*** Begin section ***

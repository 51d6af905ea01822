//! Token ranges
//!
//! A range is the half-open ring interval `(left, right]`. When
//! `left >= right` the range wraps past the end of the ring; `left == right`
//! covers everything.

use super::Token;

#[derive(Debug, Clone, PartialEq, Eq)]
pub struct Range {
    left: Token,
    right: Token,
}

impl Range {
    pub fn new(left: Token, right: Token) -> Self {
        Self { left, right }
    }

    /// Every token
    pub fn full() -> Self {
        Self::new(Token::minimum(), Token::minimum())
    }

    pub fn left(&self) -> &Token {
        &self.left
    }

    pub fn right(&self) -> &Token {
        &self.right
    }

    pub fn is_wrap_around(&self) -> bool {
        self.left >= self.right
    }

    pub fn contains(&self, token: &Token) -> bool {
        if self.left == self.right {
            return true;
        }
        if self.left < self.right {
            &self.left < token && token <= &self.right
        } else {
            token > &self.left || token <= &self.right
        }
    }
}
//! Per-generation statistics (STATISTICS component, bincode payload)

use serde::{Deserialize, Serialize};

use crate::error::{Result, StoreError};

use super::{read_component, write_component, Component, Descriptor, STATS_MAGIC};

#[derive(Debug, Clone, Default, PartialEq, Eq, Serialize, Deserialize)]
pub struct SSTableStats {
    pub row_count: u64,
    pub column_count: u64,
    pub data_length: u64,
    /// First row key in partitioner order
    pub first_key: Option<Vec<u8>>,
    /// Last row key in partitioner order
    pub last_key: Option<Vec<u8>>,
}

impl SSTableStats {
    /// Account for the next row (rows arrive in partitioner order)
    pub(crate) fn record_row(&mut self, key: &[u8], columns: usize) {
        if self.first_key.is_none() {
            self.first_key = Some(key.to_vec());
        }
        self.last_key = Some(key.to_vec());
        self.row_count += 1;
        self.column_count += columns as u64;
    }

    pub(crate) fn write(&self, descriptor: &Descriptor) -> Result<()> {
        let payload = bincode::serialize(self)
            .map_err(|e| StoreError::Serialization(format!("statistics: {}", e)))?;
        write_component(descriptor, Component::Statistics, STATS_MAGIC, &payload)
    }

    pub(crate) fn read(descriptor: &Descriptor, data_length: u64) -> Result<Self> {
        let payload = read_component(descriptor, Component::Statistics, STATS_MAGIC)?;
        let invalid = |reason: String| StoreError::InvalidComponent {
            path: descriptor.filename_for(Component::Statistics),
            reason,
        };

        let stats: SSTableStats = bincode::deserialize(&payload).map_err(|e| invalid(e.to_string()))?;
        if stats.data_length != data_length {
            return Err(invalid(format!(
                "written for {} bytes of data, data is {} bytes",
                stats.data_length, data_length
            )));
        }
        Ok(stats)
    }
}
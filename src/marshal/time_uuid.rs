//! Time-based (version 1) identifiers
//!
//! ```text
//! ┌──────────────┬────────────┬──────────────────┬────────────┬──────────┐
//! │ time_low (4) │ time_mid(2)│ ver|time_hi (2)  │ clk_seq(2) │ node (6) │
//! └──────────────┴────────────┴──────────────────┴────────────┴──────────┘
//! ```
//! The embedded timestamp is 60 bits of 100ns intervals since 1582-10-15.

use std::cmp::Ordering;
use std::fmt;
use std::sync::atomic::{AtomicU64, Ordering as AtomicOrdering};
use std::sync::OnceLock;
use std::time::{SystemTime, UNIX_EPOCH};

use serde::{Deserialize, Serialize};

use crate::clock::{Clock, Relationship};
use crate::error::{Result, StoreError};

/// 100ns intervals between the Gregorian epoch and the Unix epoch
const GREGORIAN_OFFSET: u64 = 0x01B2_1DD2_1381_4000;

/// Mask for the 60-bit timestamp field
const TIMESTAMP_MASK: u64 = 0x0FFF_FFFF_FFFF_FFFF;

/// Last timestamp handed out by [`TimeUuid::now`]
static LAST_TIMESTAMP: AtomicU64 = AtomicU64::new(0);

/// Clock sequence and node, chosen once per process
static CLOCK_SEQ_AND_NODE: OnceLock<(u16, [u8; 6])> = OnceLock::new();

/// A 16-byte version 1 UUID, ordered by its embedded timestamp
#[derive(Clone, Copy, PartialEq, Eq, Hash, Serialize, Deserialize)]
pub struct TimeUuid([u8; 16]);

impl TimeUuid {
    pub const fn from_bytes(bytes: [u8; 16]) -> Self {
        Self(bytes)
    }

    /// Parse and validate a 16-byte version 1 identifier
    pub fn from_slice(bytes: &[u8]) -> Result<Self> {
        let array: [u8; 16] = bytes.try_into().map_err(|_| {
            StoreError::Validation(format!(
                "time uuid must be 16 bytes, got {}",
                bytes.len()
            ))
        })?;
        let uuid = Self(array);
        if uuid.version() != 1 {
            return Err(StoreError::Validation(format!(
                "expected version 1 uuid, got version {}",
                uuid.version()
            )));
        }
        Ok(uuid)
    }

    /// Assemble an identifier from its fields
    pub fn from_parts(timestamp: u64, clock_sequence: u16, node: [u8; 6]) -> Self {
        let timestamp = timestamp & TIMESTAMP_MASK;
        let mut bytes = [0u8; 16];
        bytes[0..4].copy_from_slice(&(timestamp as u32).to_be_bytes());
        bytes[4..6].copy_from_slice(&((timestamp >> 32) as u16).to_be_bytes());
        let hi = ((timestamp >> 48) as u16 & 0x0FFF) | 0x1000;
        bytes[6..8].copy_from_slice(&hi.to_be_bytes());
        // RFC 4122 variant bits
        let seq = (clock_sequence & 0x3FFF) | 0x8000;
        bytes[8..10].copy_from_slice(&seq.to_be_bytes());
        bytes[10..16].copy_from_slice(&node);
        Self(bytes)
    }

    /// Generate a fresh identifier. Timestamps strictly increase within a process.
    pub fn now() -> Self {
        let since_epoch = SystemTime::now()
            .duration_since(UNIX_EPOCH)
            .map(|d| (d.as_nanos() / 100) as u64)
            .unwrap_or(0);
        let candidate = since_epoch + GREGORIAN_OFFSET;

        let mut last = LAST_TIMESTAMP.load(AtomicOrdering::Acquire);
        let timestamp = loop {
            let next = candidate.max(last + 1);
            match LAST_TIMESTAMP.compare_exchange_weak(
                last,
                next,
                AtomicOrdering::AcqRel,
                AtomicOrdering::Acquire,
            ) {
                Ok(_) => break next,
                Err(actual) => last = actual,
            }
        };

        let (clock_sequence, node) = *CLOCK_SEQ_AND_NODE.get_or_init(|| {
            let mut node: [u8; 6] = rand::random();
            // multicast bit marks a random (non-MAC) node
            node[0] |= 0x01;
            (rand::random(), node)
        });

        Self::from_parts(timestamp, clock_sequence, node)
    }

    pub fn as_bytes(&self) -> &[u8; 16] {
        &self.0
    }

    pub fn version(&self) -> u8 {
        self.0[6] >> 4
    }

    /// The embedded 60-bit timestamp
    pub fn timestamp(&self) -> u64 {
        timestamp_of(&self.0)
    }

    pub fn clock_sequence(&self) -> u16 {
        u16::from_be_bytes([self.0[8], self.0[9]]) & 0x3FFF
    }

    pub fn node(&self) -> [u8; 6] {
        let mut node = [0u8; 6];
        node.copy_from_slice(&self.0[10..16]);
        node
    }
}

fn timestamp_of(bytes: &[u8]) -> u64 {
    let low = u32::from_be_bytes([bytes[0], bytes[1], bytes[2], bytes[3]]) as u64;
    let mid = u16::from_be_bytes([bytes[4], bytes[5]]) as u64;
    let hi = (u16::from_be_bytes([bytes[6], bytes[7]]) & 0x0FFF) as u64;
    (hi << 48) | (mid << 32) | low
}

/// Time-ordered comparison of two serialized identifiers.
///
/// Empty values sort first. Two 16-byte values are ordered by embedded
/// timestamp, then by clock sequence and node, then by their raw bytes, so
/// distinct inputs never compare equal. Anything else falls back to byte
/// order.
pub fn compare_time_uuids(a: &[u8], b: &[u8]) -> Ordering {
    match (a.is_empty(), b.is_empty()) {
        (true, true) => return Ordering::Equal,
        (true, false) => return Ordering::Less,
        (false, true) => return Ordering::Greater,
        (false, false) => {}
    }
    if a.len() != 16 || b.len() != 16 {
        return a.cmp(b);
    }

    timestamp_of(a)
        .cmp(&timestamp_of(b))
        .then_with(|| a[8..16].cmp(&b[8..16]))
        .then_with(|| a.cmp(b))
}

impl Ord for TimeUuid {
    fn cmp(&self, other: &Self) -> Ordering {
        compare_time_uuids(&self.0, &other.0)
    }
}

impl PartialOrd for TimeUuid {
    fn partial_cmp(&self, other: &Self) -> Option<Ordering> {
        Some(self.cmp(other))
    }
}

impl Clock for TimeUuid {
    fn compare(&self, other: &Self) -> Relationship {
        self.cmp(other).into()
    }
}

impl fmt::Display for TimeUuid {
    fn fmt(&self, f: &mut fmt::Formatter<'_>) -> fmt::Result {
        for (i, byte) in self.0.iter().enumerate() {
            if matches!(i, 4 | 6 | 8 | 10) {
                f.write_str("-")?;
            }
            write!(f, "{:02x}", byte)?;
        }
        Ok(())
    }
}

impl fmt::Debug for TimeUuid {
    fn fmt(&self, f: &mut fmt::Formatter<'_>) -> fmt::Result {
        write!(f, "TimeUuid({})", self)
    }
}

*** End section ***

◆ ABOUT THIS TASK
For the entries, state the number of lines that include the string "Acquire". Add no other words.

◆ WRITTEN RESPONSE
2